A Catania oggi c’è una sorta di lockdown meteorologico. Le strade sono semideserte, e vetrine e negozi sono blindati con sacchi di sabbia. Perché nelle prossime ore dovrebbe arrivare “Medicane”, il ciclone mediterraneo già segnalato dalle parti di Malta e Pantelleria. Ma questo sconvolgente avvenimeto è un evento eccezionale? Di sicuro non lo pensa Michele Orifici, un geologo messinese, vice presidente nazionale della Società italiana di geologia. Il Giornale di Sicilia, in un articolo di Giacinto Pipitone, riporta oggi una sua intervista, nella quale infatti dice: «Non parliamo più di situazioni eccezionali. Questi eventi si ripetono ormai con frequenza sempre maggiore. Al punto che se piove e c’è un’allerta della Protezione civile è prudente rimanere a casa perché, purtroppo, qualcosa succederà da qualche parte. Di sicuro».
Il geologo Orifici nel guardare la cartina della Sicilia non riesce ad individuare zone sicure. «Palermo, Catania e Messina ─ sottolinea ─ sono città a rischio. Per conformazione del suolo ma soprattutto perché la cementificazione selvaggia ha finito per impedire all’acqua piovana di infiltrarsi nel sottosuolo, come dovrebbe fare normalmente. E tuttavia non c’è un solo paese o una sola città costiera a essere al riparo da pericoli quando piove». A Palermo, per esempio, Orifici segnala che andrebbero rifatti tutti i canali che raccolgono le acque piovane e le dirottano verso il mare: «Pensate a cosa è successo poco più di un anno fa nei sottopassi di viale Regione ─ dice ─. E pensate a zone come il Papireto dove il letto del fiume è stato cementificato. Tutti i canali principali a Palermo sono inadeguati a fronteggiare le piogge. Aggiungete il fatto che la cementificazione fa sì che l’acqua ormai scorra per lo più in superficie e sarà chiaro il motivo degli allagamenti»
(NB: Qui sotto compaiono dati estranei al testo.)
//! AI provider adapter: a uniform `translate`/`generate` surface over the
//! Gemini and Claude backends.
//!
//! Configuration picks the primary provider and the fallback order; every
//! call carries an explicit timeout (short for translations, longer for
//! guidance generation). Responses are returned as raw text; callers must
//! run them through the JSON extractor before trusting any structure.

use std::fmt;
use std::time::Duration;

use serde::{Deserialize, Serialize};
use thiserror::Error;
use tracing::warn;

use crate::config::Config;
use crate::language::Language;
use crate::retry::{with_retry_if, RetryConfig};

/// The closed set of AI backends.
#[derive(Debug, Clone, Copy, PartialEq, Eq)]
pub enum ProviderKind {
    Gemini,
    Claude,
}

impl ProviderKind {
    pub fn as_str(&self) -> &'static str {
        match self {
            ProviderKind::Gemini => "gemini",
            ProviderKind::Claude => "claude",
        }
    }
}

impl fmt::Display for ProviderKind {
    fn fmt(&self, f: &mut fmt::Formatter<'_>) -> fmt::Result {
        f.write_str(self.as_str())
    }
}

/// AI backend unreachable, unauthorized, rate-limited, or silent.
#[derive(Debug, Error)]
pub enum ProviderError {
    #[error("no AI provider is configured")]
    Unconfigured,

    #[error("{provider} request failed: {source}")]
    Http {
        provider: ProviderKind,
        #[source]
        source: reqwest::Error,
    },

    #[error("{provider} API error ({status}): {body}")]
    Status {
        provider: ProviderKind,
        status: reqwest::StatusCode,
        body: String,
    },

    #[error("{provider} response contained no text")]
    EmptyResponse { provider: ProviderKind },
}

impl ProviderError {
    /// 429 and 5xx responses plus transport errors are worth retrying when
    /// the configuration allows more than one attempt; other client errors
    /// are not.
    pub fn is_retryable(&self) -> bool {
        match self {
            ProviderError::Unconfigured => false,
            ProviderError::Http { .. } => true,
            ProviderError::Status { status, .. } => {
                status.as_u16() == 429 || status.is_server_error()
            }
            ProviderError::EmptyResponse { .. } => false,
        }
    }
}

/// Adapter over the configured AI backends.
#[derive(Clone)]
pub struct AiProvider {
    client: reqwest::Client,
    config: Config,
    retry: RetryConfig,
}

impl AiProvider {
    pub fn new(config: &Config) -> Self {
        let retry = RetryConfig::new(config.ai_max_attempts, Duration::from_secs(1))
            .with_max_delay(Duration::from_secs(5));
        Self {
            client: reqwest::Client::new(),
            config: config.clone(),
            retry,
        }
    }

    /// Providers to try, primary first. Empty when no usable key exists.
    pub fn provider_order(&self) -> Vec<ProviderKind> {
        let gemini = self.config.gemini_api_key.is_some();
        let claude = self.config.anthropic_api_key.is_some();

        let preferred = match self.config.ai_provider.as_str() {
            "gemini" => [ProviderKind::Gemini, ProviderKind::Claude],
            "claude" => [ProviderKind::Claude, ProviderKind::Gemini],
            // auto: Gemini first, Claude as fallback
            _ => [ProviderKind::Gemini, ProviderKind::Claude],
        };

        preferred
            .into_iter()
            .filter(|kind| match kind {
                ProviderKind::Gemini => gemini,
                ProviderKind::Claude => claude,
            })
            .collect()
    }

    /// The provider a call would hit first, if any.
    pub fn active_provider(&self) -> Option<ProviderKind> {
        self.provider_order().into_iter().next()
    }

    /// Translate one piece of disaster-alert text. Returns the raw provider
    /// output, which is expected to embed `{"translation": ...}`.
    pub async fn translate_text(
        &self,
        text: &str,
        target_language: Language,
        context: Option<&str>,
    ) -> Result<String, ProviderError> {
        let prompt = build_translate_prompt(text, target_language, context);
        self.generate(&prompt, 200, self.config.ai_timeout_translate)
            .await
    }

    /// Free-form JSON generation (warning texts, safety guides). Uses the
    /// longer generation timeout.
    pub async fn generate_json(
        &self,
        prompt: &str,
        max_tokens: u32,
    ) -> Result<String, ProviderError> {
        self.generate(prompt, max_tokens, self.config.ai_timeout_generate)
            .await
    }

    /// Run the prompt against each configured provider in order until one
    /// answers.
    async fn generate(
        &self,
        prompt: &str,
        max_tokens: u32,
        timeout: Duration,
    ) -> Result<String, ProviderError> {
        let order = self.provider_order();
        if order.is_empty() {
            return Err(ProviderError::Unconfigured);
        }

        let mut last_error = ProviderError::Unconfigured;
        for kind in order {
            let operation_name = format!("{} generate", kind);
            let result = with_retry_if(
                &self.retry,
                &operation_name,
                || self.call(kind, prompt, max_tokens, timeout),
                ProviderError::is_retryable,
            )
            .await;

            match result {
                Ok(text) => return Ok(text),
                Err(e) => {
                    warn!("{} failed, trying next provider: {}", kind, e);
                    last_error = e;
                }
            }
        }

        Err(last_error)
    }

    async fn call(
        &self,
        kind: ProviderKind,
        prompt: &str,
        max_tokens: u32,
        timeout: Duration,
    ) -> Result<String, ProviderError> {
        match kind {
            ProviderKind::Gemini => self.call_gemini(prompt, max_tokens, timeout).await,
            ProviderKind::Claude => self.call_claude(prompt, max_tokens, timeout).await,
        }
    }

    async fn call_gemini(
        &self,
        prompt: &str,
        max_tokens: u32,
        timeout: Duration,
    ) -> Result<String, ProviderError> {
        let kind = ProviderKind::Gemini;
        let key = self
            .config
            .gemini_api_key
            .as_deref()
            .ok_or(ProviderError::Unconfigured)?;
        let url = format!(
            "{}/v1beta/models/{}:generateContent?key={}",
            self.config.gemini_base_url, self.config.gemini_model, key
        );

        let request = GeminiRequest {
            contents: vec![GeminiContent {
                parts: vec![GeminiPart {
                    text: prompt.to_owned(),
                }],
            }],
            generation_config: GeminiGenerationConfig {
                max_output_tokens: max_tokens,
                temperature: if max_tokens <= 500 { 0.1 } else { 0.2 },
            },
        };

        let response = self
            .client
            .post(&url)
            .header("Content-Type", "application/json")
            .timeout(timeout)
            .json(&request)
            .send()
            .await
            .map_err(|source| ProviderError::Http { provider: kind, source })?;

        if !response.status().is_success() {
            let status = response.status();
            let body = response.text().await.unwrap_or_default();
            return Err(ProviderError::Status { provider: kind, status, body });
        }

        let parsed: GeminiResponse = response
            .json()
            .await
            .map_err(|source| ProviderError::Http { provider: kind, source })?;

        parsed
            .candidates
            .into_iter()
            .next()
            .and_then(|candidate| candidate.content.parts.into_iter().next())
            .map(|part| part.text.trim().to_owned())
            .filter(|text| !text.is_empty())
            .ok_or(ProviderError::EmptyResponse { provider: kind })
    }

    async fn call_claude(
        &self,
        prompt: &str,
        max_tokens: u32,
        timeout: Duration,
    ) -> Result<String, ProviderError> {
        let kind = ProviderKind::Claude;
        let key = self
            .config
            .anthropic_api_key
            .as_deref()
            .ok_or(ProviderError::Unconfigured)?;
        let url = format!("{}/v1/messages", self.config.anthropic_base_url);

        let request = ClaudeRequest {
            model: self.config.anthropic_model.clone(),
            max_tokens,
            messages: vec![ClaudeMessage {
                role: "user".to_string(),
                content: prompt.to_owned(),
            }],
        };

        let response = self
            .client
            .post(&url)
            .header("Content-Type", "application/json")
            .header("X-API-Key", key)
            .header("anthropic-version", &self.config.anthropic_api_version)
            .timeout(timeout)
            .json(&request)
            .send()
            .await
            .map_err(|source| ProviderError::Http { provider: kind, source })?;

        if !response.status().is_success() {
            let status = response.status();
            let body = response.text().await.unwrap_or_default();
            return Err(ProviderError::Status { provider: kind, status, body });
        }

        let parsed: ClaudeResponse = response
            .json()
            .await
            .map_err(|source| ProviderError::Http { provider: kind, source })?;

        parsed
            .content
            .into_iter()
            .next()
            .map(|block| block.text.trim().to_owned())
            .filter(|text| !text.is_empty())
            .ok_or(ProviderError::EmptyResponse { provider: kind })
    }
}

/// Build the translation prompt. The `context` hint lets callers flag
/// domain constraints (e.g., "this is an evacuation order").
fn build_translate_prompt(text: &str, target_language: Language, context: Option<&str>) -> String {
    let context_line = match context {
        Some(hint) => format!("\nContext: {}", hint),
        None => String::new(),
    };

    format!(
        r#"Translate this Japanese disaster-alert text to {}. Preserve severity wording, place names and numeric values exactly.{}

Return ONLY a JSON object with this exact shape (no markdown, no explanation):
{{"translation": "translated text"}}

Text: {}"#,
        target_language.name(),
        context_line,
        text
    )
}

// ---------------------------------------------------------------------------
// Wire types
// ---------------------------------------------------------------------------

#[derive(Debug, Serialize)]
struct GeminiRequest {
    contents: Vec<GeminiContent>,
    #[serde(rename = "generationConfig")]
    generation_config: GeminiGenerationConfig,
}

#[derive(Debug, Serialize, Deserialize)]
struct GeminiContent {
    parts: Vec<GeminiPart>,
}

#[derive(Debug, Serialize, Deserialize)]
struct GeminiPart {
    text: String,
}

#[derive(Debug, Serialize)]
struct GeminiGenerationConfig {
    #[serde(rename = "maxOutputTokens")]
    max_output_tokens: u32,
    temperature: f32,
}

#[derive(Debug, Deserialize)]
struct GeminiResponse {
    #[serde(default)]
    candidates: Vec<GeminiCandidate>,
}

#[derive(Debug, Deserialize)]
struct GeminiCandidate {
    content: GeminiContent,
}

#[derive(Debug, Serialize)]
struct ClaudeRequest {
    model: String,
    max_tokens: u32,
    messages: Vec<ClaudeMessage>,
}

#[derive(Debug, Serialize)]
struct ClaudeMessage {
    role: String,
    content: String,
}

#[derive(Debug, Deserialize)]
struct ClaudeResponse {
    #[serde(default)]
    content: Vec<ClaudeContentBlock>,
}

#[derive(Debug, Deserialize)]
struct ClaudeContentBlock {
    text: String,
}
Ma anche a Catania e Messina ci sono gravi problemi: «Catania è fra i capoluoghi più impermeabilizzati d’Italia a causa della cementificazione. Ecco perché servirebbe quel canale di gronda che permetterebbe di convogliare verso il mare le acque che “scivolano” dai paesi alle pendici dell’Etna». C’è un progetto da 50 milioni finanziato nel 2015 ma rimasto al palo. E prosegue dicendo: «A Messina e in generale nei paesi di quel tratto costiero molti interventi sono stati fatti dopo l’alluvione che causò 37 morti». Ma si tratta sempre di lavori lunghi, lunghissimi. E ricorda che solo nel Messinese sono in svolgimento o in corso di svolgimento 77 dei 152 appalti progettati a cura del commissario per il dissesto idrogeologico. L’intervento più costoso fra quelli definiti urgenti dalla Regione riguarda Letojanni, dove con 16,3 milioni bisognerà mettere in sicurezza il tratto in cui scorre l’autostrada, già oggetto di varie frane.
Comunque, come ha precisato il geologo Orifici, la mappa del rischio in Sicilia è in continua evoluzione. E le zone segnate in rosso aumentano a ogni aggiornamento. Fino a pochi anni fa il Piano di assetto idrografico della Regione era fermo alla versione del 2004, firmata da Totò Cuffaro. Dal 2018 viene aggiornata e recentemente sono state inserite fra le zone a rischio l’area attraversata dal fiume Nocella nel Palermitano e le aree del Platani, del Verdura e del Magazzolo nell’Agrigentino. E pure le zone nei pressi del Simeto e dell’Alcantara, solo per citare alcuni esempi.